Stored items
* * * * * * *

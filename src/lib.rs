//! # Linkvault Architecture
//!
//! Linkvault is a **UI-agnostic bookmark store**: many users file web links
//! into named groups and get them back by owner, group, tag, or title
//! substring, while a liveness sweep keeps dead URLs out of the data.
//! Connection handling, authentication and wire protocols live in whatever
//! client embeds this crate.
//!
//! ## The layers
//!
//! ```text
//! ┌─────────────────────────────────────────────────────────────┐
//! │  Façade (api.rs)                                            │
//! │  - The only mutation surface                                │
//! │  - Couples every mutation to a cache invalidation           │
//! └─────────────────────────────────────────────────────────────┘
//!                │ mutations                  │ reads
//!                ▼                            ▼
//! ┌──────────────────────────────┐  ┌─────────────────────────┐
//! │  Registry + GroupStore       │  │  SearchCache (cache.rs) │
//! │  - One store per user        │◀─│  - Flattened per-user   │
//! │  - Persists after mutation   │  │    view, rebuilt lazily │
//! │  - Runs the liveness sweep   │  │    on a miss            │
//! └──────────────────────────────┘  └─────────────────────────┘
//!                │
//!                ▼
//! ┌─────────────────────────────────────────────────────────────┐
//! │  Storage (store/)                                           │
//! │  - StorageBackend trait                                     │
//! │  - FsBackend (production), MemBackend (testing)             │
//! └─────────────────────────────────────────────────────────────┘
//! ```
//!
//! ## Consistency rules
//!
//! - The group store exclusively owns its groups; the cache holds a
//!   read-only derived copy and never writes through.
//! - Every successful mutation rewrites the user's backing document and
//!   drops that user's cached view. A failed rewrite is logged and the
//!   in-memory mutation stands.
//! - The sweep probes URLs against a snapshot, joins every probe, and only
//!   then applies removals, so probes never interleave with group edits.
//!
//! ## Module Overview
//!
//! - [`api`]: The façade, entry point for all operations
//! - [`registry`]: Username → store lookup, one mutex per user
//! - [`store`]: Group store, storage trait and backends
//! - [`cache`]: Invalidate-on-write search views
//! - [`sweep`]: Concurrent dead-link probing
//! - [`model`]: Core data types (`Bookmark`, `Group`)
//! - [`config`]: Configuration management
//! - [`error`]: Error types

pub mod api;
pub mod cache;
pub mod config;
pub mod error;
pub mod model;
pub mod registry;
pub mod store;
pub mod sweep;
use crate::error::Result;
use crate::model::Group;
use std::collections::HashMap;

/// Abstract interface for raw storage I/O.
/// This trait handles the "how" of persistence (filesystem vs memory),
/// while GroupStore handles the "what" (invariants, sweep, cache seeding).
pub trait StorageBackend {
    /// Load every group for a user.
    /// Returns an empty map when the user has no backing document yet.
    fn load_groups(&self, username: &str) -> Result<HashMap<String, Group>>;

    /// Persist every group for a user, replacing the previous document.
    /// MUST be atomic (e.g. write to tmp then rename) so a failed write
    /// never leaves a half-written document behind.
    fn save_groups(&self, username: &str, groups: &HashMap<String, Group>) -> Result<()>;
}
/// Handle YAML schema requests.
///
/// # Endpoint
///
/// `GET /openapi.yaml`
///
/// # Response
///
/// `200 OK` with `Content-Type: text/yaml`. The body is rendered on the first
/// request and served from memory afterwards.
pub async fn openapi_yaml_handler(State(state): State<AppState>) -> Result<Response, ApiError> {
    let yaml = state.schema.yaml().await?;

    Ok(([(header::CONTENT_TYPE, "text/yaml")], yaml).into_response())
}

/// `GET /openapi.json`
pub async fn openapi_json_handler(State(state): State<AppState>) -> Json<OpenApi> {
    Json(state.schema.document().clone())
}

// =============================================================================
// Tests
// =============================================================================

* * * * * * *

A precise copy of all the records is needed.

* _Task answer_:
filename src/lib.rs
//! # Linkvault Architecture
//!
//! Linkvault is a **UI-agnostic bookmark store**: many users file web links
//! into named groups and get them back by owner, group, tag, or title
//! substring, while a liveness sweep keeps dead URLs out of the data.
//! Connection handling, authentication and wire protocols live in whatever
//! client embeds this crate.
//!
//! ## The layers
//!
//! ```text
//! ┌─────────────────────────────────────────────────────────────┐
//! │  Façade (api.rs)                                            │
//! │  - The only mutation surface                                │
//! │  - Couples every mutation to a cache invalidation           │
//! └─────────────────────────────────────────────────────────────┘
//!                │ mutations                  │ reads
//!                ▼                            ▼
//! ┌──────────────────────────────┐  ┌─────────────────────────┐
//! │  Registry + GroupStore       │  │  SearchCache (cache.rs) │
//! │  - One store per user        │◀─│  - Flattened per-user   │
//! │  - Persists after mutation   │  │    view, rebuilt lazily │
//! │  - Runs the liveness sweep   │  │    on a miss            │
//! └──────────────────────────────┘  └─────────────────────────┘
//!                │
//!                ▼
//! ┌─────────────────────────────────────────────────────────────┐
//! │  Storage (store/)                                           │
//! │  - StorageBackend trait                                     │
//! │  - FsBackend (production), MemBackend (testing)             │
//! └─────────────────────────────────────────────────────────────┘
//! ```
//!
//! ## Consistency rules
//!
//! - The group store exclusively owns its groups; the cache holds a
//!   read-only derived copy and never writes through.
//! - Every successful mutation rewrites the user's backing document and
//!   drops that user's cached view. A failed rewrite is logged and the
//!   in-memory mutation stands.
//! - The sweep probes URLs against a snapshot, joins every probe, and only
//!   then applies removals, so probes never interleave with group edits.
//!
//! ## Module Overview
//!
//! - [`api`]: The façade, entry point for all operations
//! - [`registry`]: Username → store lookup, one mutex per user
//! - [`store`]: Group store, storage trait and backends
//! - [`cache`]: Invalidate-on-write search views
//! - [`sweep`]: Concurrent dead-link probing
//! - [`model`]: Core data types (`Bookmark`, `Group`)
//! - [`config`]: Configuration management
//! - [`error`]: Error types

pub mod api;
pub mod cache;
pub mod config;
pub mod error;
pub mod model;
pub mod registry;
pub mod store;
pub mod sweep;
use crate::error::Result;
use crate::model::Group;
use std::collections::HashMap;

/// Abstract interface for raw storage I/O.
/// This trait handles the "how" of persistence (filesystem vs memory),
/// while GroupStore handles the "what" (invariants, sweep, cache seeding).
pub trait StorageBackend {
    /// Load every group for a user.
    /// Returns an empty map when the user has no backing document yet.
    fn load_groups(&self, username: &str) -> Result<HashMap<String, Group>>;

    /// Persist every group for a user, replacing the previous document.
    /// MUST be atomic (e.g. write to tmp then rename) so a failed write
    /// never leaves a half-written document behind.
    fn save_groups(&self, username: &str, groups: &HashMap<String, Group>) -> Result<()>;
}
/// Handle YAML schema requests.
///
/// # Endpoint
///
/// `GET /openapi.yaml`
///
/// # Response
///
/// `200 OK` with `Content-Type: text/yaml`. The body is rendered on the first
/// request and served from memory afterwards.
pub async fn openapi_yaml_handler(State(state): State<AppState>) -> Result<Response, ApiError> {
    let yaml = state.schema.yaml().await?;

    Ok(([(header::CONTENT_TYPE, "text/yaml")], yaml).into_response())
}

/// `GET /openapi.json`
pub async fn openapi_json_handler(State(state): State<AppState>) -> Json<OpenApi> {
    Json(state.schema.document().clone())
}

// =============================================================================
// Tests
// =============================================================================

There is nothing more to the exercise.